_Assigned task:_ Write out exactly the lines of the entries below from the one holding "renamed into place." to the one holding "let root = path.as_ref().join(&bucket);", inclusive, and leave out all other lines.

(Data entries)
--------------------------------------------------
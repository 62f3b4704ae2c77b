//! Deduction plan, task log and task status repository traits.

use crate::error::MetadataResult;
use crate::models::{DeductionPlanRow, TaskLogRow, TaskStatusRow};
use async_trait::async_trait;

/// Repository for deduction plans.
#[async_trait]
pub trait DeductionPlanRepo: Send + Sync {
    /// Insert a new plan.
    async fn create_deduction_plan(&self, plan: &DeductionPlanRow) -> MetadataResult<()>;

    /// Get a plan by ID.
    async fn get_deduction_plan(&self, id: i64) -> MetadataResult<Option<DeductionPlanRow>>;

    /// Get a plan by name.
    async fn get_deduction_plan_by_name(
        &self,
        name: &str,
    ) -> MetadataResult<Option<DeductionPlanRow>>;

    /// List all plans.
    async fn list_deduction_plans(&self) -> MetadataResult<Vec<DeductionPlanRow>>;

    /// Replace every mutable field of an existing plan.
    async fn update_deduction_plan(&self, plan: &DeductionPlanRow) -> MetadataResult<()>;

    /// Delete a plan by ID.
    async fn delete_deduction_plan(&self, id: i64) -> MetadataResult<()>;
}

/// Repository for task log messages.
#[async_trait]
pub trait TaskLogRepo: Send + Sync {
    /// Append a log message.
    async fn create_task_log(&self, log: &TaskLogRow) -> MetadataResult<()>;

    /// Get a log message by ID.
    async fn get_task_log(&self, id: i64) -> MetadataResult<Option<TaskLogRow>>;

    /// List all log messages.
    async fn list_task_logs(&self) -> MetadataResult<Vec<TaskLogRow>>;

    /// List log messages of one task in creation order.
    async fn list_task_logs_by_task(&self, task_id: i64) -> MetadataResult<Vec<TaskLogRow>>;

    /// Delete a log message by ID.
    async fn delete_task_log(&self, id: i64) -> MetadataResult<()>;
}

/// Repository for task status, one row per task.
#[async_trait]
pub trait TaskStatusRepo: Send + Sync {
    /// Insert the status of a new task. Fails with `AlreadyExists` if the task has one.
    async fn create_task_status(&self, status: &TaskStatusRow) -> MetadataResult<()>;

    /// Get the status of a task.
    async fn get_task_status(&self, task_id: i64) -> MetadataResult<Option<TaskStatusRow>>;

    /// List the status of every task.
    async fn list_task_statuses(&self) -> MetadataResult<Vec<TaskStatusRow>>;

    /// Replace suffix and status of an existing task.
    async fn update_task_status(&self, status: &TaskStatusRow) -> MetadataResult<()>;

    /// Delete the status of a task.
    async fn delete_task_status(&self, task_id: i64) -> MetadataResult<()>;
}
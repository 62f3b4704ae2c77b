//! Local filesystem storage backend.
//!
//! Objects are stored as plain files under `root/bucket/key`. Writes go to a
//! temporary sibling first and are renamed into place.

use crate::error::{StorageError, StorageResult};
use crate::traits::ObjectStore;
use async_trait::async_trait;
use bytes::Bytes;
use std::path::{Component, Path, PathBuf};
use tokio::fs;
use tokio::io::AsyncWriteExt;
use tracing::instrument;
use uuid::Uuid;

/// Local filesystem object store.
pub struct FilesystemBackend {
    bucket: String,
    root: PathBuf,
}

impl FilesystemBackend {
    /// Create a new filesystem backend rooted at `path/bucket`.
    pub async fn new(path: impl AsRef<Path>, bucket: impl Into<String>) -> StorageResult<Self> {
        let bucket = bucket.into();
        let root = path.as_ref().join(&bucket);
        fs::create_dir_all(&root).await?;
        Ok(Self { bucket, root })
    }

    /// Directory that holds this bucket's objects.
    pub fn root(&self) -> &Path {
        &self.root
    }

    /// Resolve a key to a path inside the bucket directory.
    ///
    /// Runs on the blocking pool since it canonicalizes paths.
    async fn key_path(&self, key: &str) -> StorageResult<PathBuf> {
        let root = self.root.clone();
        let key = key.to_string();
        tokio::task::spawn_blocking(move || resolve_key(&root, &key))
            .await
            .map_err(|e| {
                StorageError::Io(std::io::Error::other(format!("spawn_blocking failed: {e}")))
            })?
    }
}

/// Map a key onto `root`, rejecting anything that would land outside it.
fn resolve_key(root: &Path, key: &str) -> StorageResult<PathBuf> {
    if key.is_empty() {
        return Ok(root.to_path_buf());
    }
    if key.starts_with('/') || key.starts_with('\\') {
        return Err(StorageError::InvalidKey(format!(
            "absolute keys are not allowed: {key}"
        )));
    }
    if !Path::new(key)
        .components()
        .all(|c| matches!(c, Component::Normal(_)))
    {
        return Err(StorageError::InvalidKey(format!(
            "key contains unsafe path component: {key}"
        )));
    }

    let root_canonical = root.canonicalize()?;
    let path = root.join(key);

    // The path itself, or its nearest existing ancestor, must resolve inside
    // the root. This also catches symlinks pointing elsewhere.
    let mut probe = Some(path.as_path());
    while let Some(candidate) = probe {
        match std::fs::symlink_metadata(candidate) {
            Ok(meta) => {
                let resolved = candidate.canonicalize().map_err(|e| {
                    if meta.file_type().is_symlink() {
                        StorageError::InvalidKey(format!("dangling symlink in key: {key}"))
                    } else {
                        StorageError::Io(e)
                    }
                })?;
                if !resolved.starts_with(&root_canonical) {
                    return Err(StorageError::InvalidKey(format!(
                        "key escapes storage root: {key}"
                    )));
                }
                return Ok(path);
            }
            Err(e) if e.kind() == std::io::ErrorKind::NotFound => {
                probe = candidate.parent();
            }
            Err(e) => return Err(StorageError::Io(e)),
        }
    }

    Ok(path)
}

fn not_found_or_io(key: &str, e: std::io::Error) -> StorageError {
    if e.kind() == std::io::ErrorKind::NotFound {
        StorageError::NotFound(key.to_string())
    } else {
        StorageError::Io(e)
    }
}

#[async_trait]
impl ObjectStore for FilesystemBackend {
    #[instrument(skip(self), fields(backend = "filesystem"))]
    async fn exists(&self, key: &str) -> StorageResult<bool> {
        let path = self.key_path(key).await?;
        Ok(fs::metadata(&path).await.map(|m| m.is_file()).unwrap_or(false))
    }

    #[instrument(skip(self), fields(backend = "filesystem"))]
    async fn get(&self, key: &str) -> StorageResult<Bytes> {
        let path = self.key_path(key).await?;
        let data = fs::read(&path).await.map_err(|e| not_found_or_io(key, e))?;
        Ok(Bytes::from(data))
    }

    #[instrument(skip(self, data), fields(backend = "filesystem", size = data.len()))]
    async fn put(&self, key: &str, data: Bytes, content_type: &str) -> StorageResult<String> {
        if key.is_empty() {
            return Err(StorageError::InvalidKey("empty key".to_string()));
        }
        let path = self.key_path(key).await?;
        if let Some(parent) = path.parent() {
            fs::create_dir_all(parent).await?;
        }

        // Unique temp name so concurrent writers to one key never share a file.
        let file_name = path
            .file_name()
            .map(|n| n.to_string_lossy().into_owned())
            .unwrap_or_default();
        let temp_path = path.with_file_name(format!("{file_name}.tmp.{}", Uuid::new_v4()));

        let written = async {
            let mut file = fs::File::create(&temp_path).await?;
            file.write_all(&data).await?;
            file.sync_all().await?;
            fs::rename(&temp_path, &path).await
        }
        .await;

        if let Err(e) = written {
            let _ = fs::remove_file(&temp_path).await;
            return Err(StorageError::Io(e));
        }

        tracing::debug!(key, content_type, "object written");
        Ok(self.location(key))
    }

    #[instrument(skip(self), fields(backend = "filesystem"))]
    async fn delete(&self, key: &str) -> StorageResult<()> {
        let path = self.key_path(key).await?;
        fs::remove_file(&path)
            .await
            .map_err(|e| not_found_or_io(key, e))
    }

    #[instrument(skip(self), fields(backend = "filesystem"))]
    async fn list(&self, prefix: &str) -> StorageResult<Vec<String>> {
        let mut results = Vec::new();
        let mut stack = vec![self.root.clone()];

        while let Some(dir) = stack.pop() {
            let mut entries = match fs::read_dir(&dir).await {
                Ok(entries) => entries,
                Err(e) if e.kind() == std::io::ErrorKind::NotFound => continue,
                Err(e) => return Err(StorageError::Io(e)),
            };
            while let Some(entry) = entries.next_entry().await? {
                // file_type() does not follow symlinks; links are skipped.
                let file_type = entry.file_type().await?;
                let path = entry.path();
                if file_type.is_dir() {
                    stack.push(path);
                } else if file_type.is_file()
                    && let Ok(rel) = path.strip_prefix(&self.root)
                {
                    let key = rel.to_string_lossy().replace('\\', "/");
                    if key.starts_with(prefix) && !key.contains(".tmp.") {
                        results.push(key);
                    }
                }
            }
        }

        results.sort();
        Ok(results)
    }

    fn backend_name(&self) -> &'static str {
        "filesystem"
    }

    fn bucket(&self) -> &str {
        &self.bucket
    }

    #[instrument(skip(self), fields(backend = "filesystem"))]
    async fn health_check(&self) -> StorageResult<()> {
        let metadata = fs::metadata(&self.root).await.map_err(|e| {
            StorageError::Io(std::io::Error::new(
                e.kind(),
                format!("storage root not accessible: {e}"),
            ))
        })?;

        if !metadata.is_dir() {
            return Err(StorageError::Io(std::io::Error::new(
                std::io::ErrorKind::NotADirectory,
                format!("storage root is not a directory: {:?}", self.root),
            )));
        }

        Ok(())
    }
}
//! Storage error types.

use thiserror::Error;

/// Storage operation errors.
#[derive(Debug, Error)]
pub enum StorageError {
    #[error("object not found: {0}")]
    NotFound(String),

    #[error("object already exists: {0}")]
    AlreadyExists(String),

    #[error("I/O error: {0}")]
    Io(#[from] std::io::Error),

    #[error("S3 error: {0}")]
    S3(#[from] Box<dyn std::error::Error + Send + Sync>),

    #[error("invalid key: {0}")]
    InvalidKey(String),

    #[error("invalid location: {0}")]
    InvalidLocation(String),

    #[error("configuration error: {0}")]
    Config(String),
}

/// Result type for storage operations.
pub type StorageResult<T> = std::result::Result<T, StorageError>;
--------------------------------------------------
_Reply to the exercise:_
//! temporary sibling first and are renamed into place.

use crate::error::{StorageError, StorageResult};
use crate::traits::ObjectStore;
use async_trait::async_trait;
use bytes::Bytes;
use std::path::{Component, Path, PathBuf};
use tokio::fs;
use tokio::io::AsyncWriteExt;
use tracing::instrument;
use uuid::Uuid;

/// Local filesystem object store.
pub struct FilesystemBackend {
    bucket: String,
    root: PathBuf,
}

impl FilesystemBackend {
    /// Create a new filesystem backend rooted at `path/bucket`.
    pub async fn new(path: impl AsRef<Path>, bucket: impl Into<String>) -> StorageResult<Self> {
        let bucket = bucket.into();
        let root = path.as_ref().join(&bucket);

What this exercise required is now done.